- Exercise details: Begin at the top of the following data. Copy each line exactly until you have copied the line containing "the standard role".

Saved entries
%%
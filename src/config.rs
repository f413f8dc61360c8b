//! Policy configuration loaded from a TOML file.
//!
//! Every section is optional. Missing values fall back to the compiled-in
//! policy: approvals expire after at most 168 hours and the standard role
//! table applies.
//!
//! ```toml
//! [approval]
//! default_expiry_hours = 24
//! max_expiry_hours = 72
//!
//! [permissions]
//! BRANCH_AGENT = ["fleet:read", "rental:read"]
//! # ... every other role must be listed too
//! ```

use crate::permissions::{
    Permission, PermissionTable, RegistrationError, Role, UnknownPermission, UnknownRole,
};
use serde::{Deserialize, Serialize};
use std::collections::{BTreeSet, HashMap};
use std::path::{Path, PathBuf};
use thiserror::Error;
use tracing::debug;

#[derive(Debug, Error)]
pub enum ConfigError {
    #[error("Failed to read {path}: {source}")]
    Io {
        path: PathBuf,
        source: std::io::Error,
    },

    #[error("Invalid policy file: {0}")]
    Toml(#[from] toml::de::Error),

    #[error(transparent)]
    UnknownRole(#[from] UnknownRole),

    #[error(transparent)]
    UnknownPermission(#[from] UnknownPermission),

    #[error(transparent)]
    Registration(#[from] RegistrationError),

    #[error("Approval expiry bounds invalid: default {default:?}, max {max}")]
    InvalidExpiry { default: Option<u32>, max: u32 },
}

/// Bounds on approval request lifetimes, in hours.
#[derive(Debug, Clone, PartialEq, Eq, Serialize, Deserialize)]
pub struct ApprovalPolicy {
    /// Expiry applied when a request names none. `None` means requests
    /// without an explicit expiry never expire.
    #[serde(default)]
    pub default_expiry_hours: Option<u32>,

    #[serde(default = "default_max_expiry_hours")]
    pub max_expiry_hours: u32,
}

fn default_max_expiry_hours() -> u32 {
    168
}

impl Default for ApprovalPolicy {
    fn default() -> Self {
        Self {
            default_expiry_hours: None,
            max_expiry_hours: default_max_expiry_hours(),
        }
    }
}

/// Top-level policy file.
#[derive(Debug, Clone, Default, PartialEq, Eq, Serialize, Deserialize)]
pub struct PolicyConfig {
    #[serde(default)]
    pub approval: ApprovalPolicy,

    /// Replacement role table, keyed by wire role name.
    #[serde(default)]
    pub permissions: Option<HashMap<String, Vec<String>>>,
}

impl PolicyConfig {
    pub fn from_toml_str(contents: &str) -> Result<Self, ConfigError> {
        let config: Self = toml::from_str(contents)?;
        config.check()?;
        Ok(config)
    }

    /// Load from `path`, or return the defaults if the file does not exist.
    pub fn load(path: impl AsRef<Path>) -> Result<Self, ConfigError> {
        let path = path.as_ref();
        if !path.exists() {
            debug!(path = %path.display(), "no policy file, using defaults");
            return Ok(Self::default());
        }

        let contents = std::fs::read_to_string(path).map_err(|source| ConfigError::Io {
            path: path.to_path_buf(),
            source,
        })?;
        Self::from_toml_str(&contents)
    }

    fn check(&self) -> Result<(), ConfigError> {
        let ApprovalPolicy {
            default_expiry_hours,
            max_expiry_hours,
        } = self.approval;

        let default_ok = default_expiry_hours.map_or(true, |h| (1..=max_expiry_hours).contains(&h));
        if max_expiry_hours == 0 || !default_ok {
            return Err(ConfigError::InvalidExpiry {
                default: default_expiry_hours,
                max: max_expiry_hours,
            });
        }
        Ok(())
    }

    /// The role table this policy describes.
    ///
    /// Without a `[permissions]` section this is the standard table. With
    /// one, every role must be listed and every name must parse.
    pub fn permission_table(&self) -> Result<PermissionTable, ConfigError> {
        let Some(raw) = &self.permissions else {
            return Ok(PermissionTable::standard());
        };

        let mut grants: HashMap<Role, BTreeSet<Permission>> = HashMap::new();
        for (role, permissions) in raw {
            let role: Role = role.parse()?;
            let set = permissions
                .iter()
                .map(|p| p.parse::<Permission>())
                .collect::<Result<BTreeSet<_>, _>>()?;
            grants.insert(role, set);
        }

        Ok(PermissionTable::from_grants(grants)?)
    }
}
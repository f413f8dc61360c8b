//! Builder for constructing validated state machines.

use crate::core::State;
use crate::machine::error::{BuildError, ConfigProblem};
use crate::machine::StateMachine;
use std::collections::{HashMap, HashSet};
use stillwater::validation::Validation;
use stillwater::NonEmptyVec;

type Check = Validation<(), NonEmptyVec<ConfigProblem>>;

/// Builder for constructing state machines with a fluent API.
///
/// Every state of `S` must receive exactly one transition row (possibly
/// empty). `build` reports all configuration problems together.
///
/// # Example
///
/// ```
/// use fleet_lifecycle::machine::StateMachineBuilder;
/// use fleet_lifecycle::state_enum;
///
/// state_enum! {
///     enum Door as "DoorStatus" {
///         Open => "OPEN",
///         Closed => "CLOSED",
///         Welded => "WELDED",
///     }
/// }
///
/// let machine = StateMachineBuilder::new()
///     .transitions(Door::Open, [Door::Closed])
///     .transitions(Door::Closed, [Door::Open, Door::Welded])
///     .transitions(Door::Welded, [])
///     .terminal([Door::Welded])
///     .requires_reason([Door::Welded])
///     .build()
///     .unwrap();
///
/// assert!(machine.validate(Door::Closed, Door::Welded, false).reason_required);
/// ```
pub struct StateMachineBuilder<S: State> {
    rows: Vec<(S, Vec<S>)>,
    terminal: HashSet<S>,
    requires_reason: HashSet<S>,
    override_allowed: HashSet<S>,
}

impl<S: State> StateMachineBuilder<S> {
    /// Create a new builder.
    pub fn new() -> Self {
        Self {
            rows: Vec::new(),
            terminal: HashSet::new(),
            requires_reason: HashSet::new(),
            override_allowed: HashSet::new(),
        }
    }

    /// Declare the direct edges out of `from`.
    pub fn transitions(mut self, from: S, to: impl IntoIterator<Item = S>) -> Self {
        self.rows.push((from, to.into_iter().collect()));
        self
    }

    /// Mark states that cannot be left without an override.
    pub fn terminal(mut self, states: impl IntoIterator<Item = S>) -> Self {
        self.terminal.extend(states);
        self
    }

    /// Mark target states that need a justification.
    pub fn requires_reason(mut self, states: impl IntoIterator<Item = S>) -> Self {
        self.requires_reason.extend(states);
        self
    }

    /// Mark target states reachable from anywhere by an override.
    pub fn override_allowed(mut self, states: impl IntoIterator<Item = S>) -> Self {
        self.override_allowed.extend(states);
        self
    }

    /// Build the state machine.
    pub fn build(self) -> Result<StateMachine<S>, BuildError> {
        let mut seen: HashSet<S> = HashSet::new();
        let mut checks: Vec<Check> = Vec::new();

        for (from, to) in &self.rows {
            if !seen.insert(*from) {
                checks.push(Validation::fail(ConfigProblem::DuplicateRow {
                    state: from.name(),
                }));
            }
            if self.terminal.contains(from) && !to.is_empty() {
                checks.push(Validation::fail(ConfigProblem::TerminalHasEdges {
                    state: from.name(),
                }));
            }
        }

        for state in S::all() {
            let check = if seen.contains(state) {
                Validation::success(())
            } else {
                Validation::fail(ConfigProblem::MissingRow {
                    state: state.name(),
                })
            };
            checks.push(check);
        }

        match Validation::all_vec(checks) {
            Validation::Success(_) => {
                let transitions: HashMap<S, Vec<S>> = self.rows.into_iter().collect();
                Ok(StateMachine {
                    transitions,
                    terminal: self.terminal,
                    requires_reason: self.requires_reason,
                    override_allowed: self.override_allowed,
                })
            }
            Validation::Failure(problems) => Err(BuildError {
                machine: S::MACHINE,
                problems: problems.iter().cloned().collect(),
            }),
        }
    }
}

impl<S: State> Default for StateMachineBuilder<S> {
    fn default() -> Self {
        Self::new()
    }
}

#[cfg(test)]
mod tests {
    use super::*;

    crate::state_enum! {
        enum TestState as "TestStatus" {
            Initial => "INITIAL",
            Processing => "PROCESSING",
            Complete => "COMPLETE",
        }
    }

    #[test]
    fn builder_requires_a_row_for_every_state() {
        let err = StateMachineBuilder::new()
            .transitions(TestState::Initial, [TestState::Processing])
            .build()
            .unwrap_err();

        assert_eq!(err.machine, "TestStatus");
        assert_eq!(
            err.problems,
            vec![
                ConfigProblem::MissingRow { state: "PROCESSING" },
                ConfigProblem::MissingRow { state: "COMPLETE" },
            ]
        );
    }

    #[test]
    fn builder_accumulates_all_problems() {
        let err = StateMachineBuilder::new()
            .transitions(TestState::Initial, [TestState::Processing])
            .transitions(TestState::Initial, [TestState::Complete])
            .transitions(TestState::Complete, [TestState::Initial])
            .terminal([TestState::Complete])
            .build()
            .unwrap_err();

        assert_eq!(err.problems.len(), 3);
        assert!(err
            .problems
            .contains(&ConfigProblem::DuplicateRow { state: "INITIAL" }));
        assert!(err
            .problems
            .contains(&ConfigProblem::TerminalHasEdges { state: "COMPLETE" }));
        assert!(err
            .problems
            .contains(&ConfigProblem::MissingRow { state: "PROCESSING" }));
    }

    #[test]
    fn fluent_api_builds_machine() {
        let machine = StateMachineBuilder::new()
            .transitions(TestState::Initial, [TestState::Processing])
            .transitions(TestState::Processing, [TestState::Complete])
            .transitions(TestState::Complete, [])
            .terminal([TestState::Complete])
            .build()
            .unwrap();

        assert_eq!(machine.name(), "TestStatus");
        assert!(machine.is_terminal(TestState::Complete));
        assert_eq!(
            machine.allowed_transitions(TestState::Initial),
            &[TestState::Processing]
        );
    }
}
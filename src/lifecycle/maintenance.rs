//! Maintenance request lifecycle.

use crate::lifecycle::{EntityKind, Lifecycles};
use crate::machine::{BuildError, StateMachine};
use crate::permissions::Permission;

crate::state_enum! {
    pub enum MaintenanceStatus as "MaintenanceStatus" {
        Requested => "REQUESTED",
        Approved => "APPROVED",
        Scheduled => "SCHEDULED",
        InProgress => "IN_PROGRESS",
        Paused => "PAUSED",
        NeedsRecheck => "NEEDS_RECHECK",
        Completed => "COMPLETED",
        Cancelled => "CANCELLED",
        Denied => "DENIED",
    }
}

pub fn machine() -> Result<StateMachine<MaintenanceStatus>, BuildError> {
    use MaintenanceStatus::*;

    StateMachine::builder()
        .transitions(Requested, [Approved, Denied, Cancelled])
        .transitions(Approved, [Scheduled, Cancelled])
        .transitions(Scheduled, [InProgress, Cancelled])
        .transitions(InProgress, [Completed, Paused, NeedsRecheck])
        .transitions(Paused, [InProgress, Cancelled])
        .transitions(NeedsRecheck, [InProgress, Completed])
        .transitions(Completed, [])
        .transitions(Cancelled, [])
        .transitions(Denied, [])
        .terminal([Completed, Cancelled, Denied])
        .requires_reason([Denied, Cancelled, Paused])
        .build()
}

impl EntityKind for MaintenanceStatus {
    const ENTITY_TYPE: &'static str = "MaintenanceRequest";
    const ACTION_PREFIX: &'static str = "maintenance";
    const INITIAL: Self = MaintenanceStatus::Requested;
    const CREATE_PERMISSION: Option<Permission> = Some(Permission::MaintenanceRequest);

    fn transition_permission(_to: Self) -> Permission {
        Permission::MaintenanceApprove
    }

    fn machine(lifecycles: &Lifecycles) -> &StateMachine<Self> {
        lifecycles.maintenance()
    }
}

#[cfg(test)]
mod tests {
    use super::*;

    #[test]
    fn in_progress_work_cannot_be_cancelled_directly() {
        let result = machine()
            .unwrap()
            .validate(MaintenanceStatus::InProgress, MaintenanceStatus::Cancelled, false);
        assert!(!result.valid);
        assert_eq!(
            result.allowed_transitions,
            vec![
                MaintenanceStatus::Completed,
                MaintenanceStatus::Paused,
                MaintenanceStatus::NeedsRecheck
            ]
        );
    }

    #[test]
    fn pausing_needs_reason() {
        let result = machine()
            .unwrap()
            .validate(MaintenanceStatus::InProgress, MaintenanceStatus::Paused, false);
        assert!(result.valid);
        assert!(result.reason_required);
    }

    #[test]
    fn recheck_can_complete() {
        let result = machine()
            .unwrap()
            .validate(MaintenanceStatus::NeedsRecheck, MaintenanceStatus::Completed, false);
        assert!(result.valid);
        assert!(!result.reason_required);
    }
}
//! Fleet lifecycle: typed state machines and role permissions for fleet-rental
//! operations.
//!
//! The crate keeps a pure core and a thin imperative shell. Transition graphs
//! and the role table are immutable values built once at startup; validating a
//! transition or checking a permission never touches storage. The services
//! are the shell: they load a record, ask the core, and commit the state change
//! together with its audit entry.
//!
//! # Core Concepts
//!
//! - **State**: one enum per entity kind, generated with [`state_enum!`]
//! - **StateMachine**: the allowed-transition graph plus terminal,
//!   reason-required and override-allowed sets
//! - **PermissionTable**: role to capability lookup, failing closed
//! - **Audit**: append-only record of every creation and transition
//!
//! # Example
//!
//! ```rust
//! use fleet_lifecycle::lifecycle::{Lifecycles, RentalStatus, VehicleStatus};
//! use fleet_lifecycle::permissions::{Permission, PermissionTable, Role};
//!
//! let lifecycles = Lifecycles::standard().unwrap();
//! let permissions = PermissionTable::standard();
//!
//! let check = lifecycles
//!     .vehicle()
//!     .validate(VehicleStatus::Available, VehicleStatus::OutOfService, false);
//! assert!(check.valid);
//! assert!(check.reason_required);
//!
//! let check = lifecycles
//!     .rental()
//!     .validate(RentalStatus::Cancelled, RentalStatus::Active, true);
//! assert!(!check.valid);
//!
//! assert!(!permissions.has_permission(Role::BranchAgent, Permission::FinanceApproveRefund));
//! ```

pub mod audit;
pub mod config;
pub mod core;
pub mod lifecycle;
pub mod machine;
pub mod permissions;
pub mod service;
pub mod shortcut;

// Re-export commonly used types
pub use crate::core::{State, UnknownState};
pub use crate::lifecycle::{EntityKind, Lifecycles};
pub use crate::machine::{StateMachine, TransitionValidation};
pub use crate::permissions::{Permission, PermissionTable, Role};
%%
- Answer box:
filename src/config.rs
repository f413f8dc61360c8b
//! Policy configuration loaded from a TOML file.
//!
//! Every section is optional. Missing values fall back to the compiled-in
//! policy: approvals expire after at most 168 hours and the standard role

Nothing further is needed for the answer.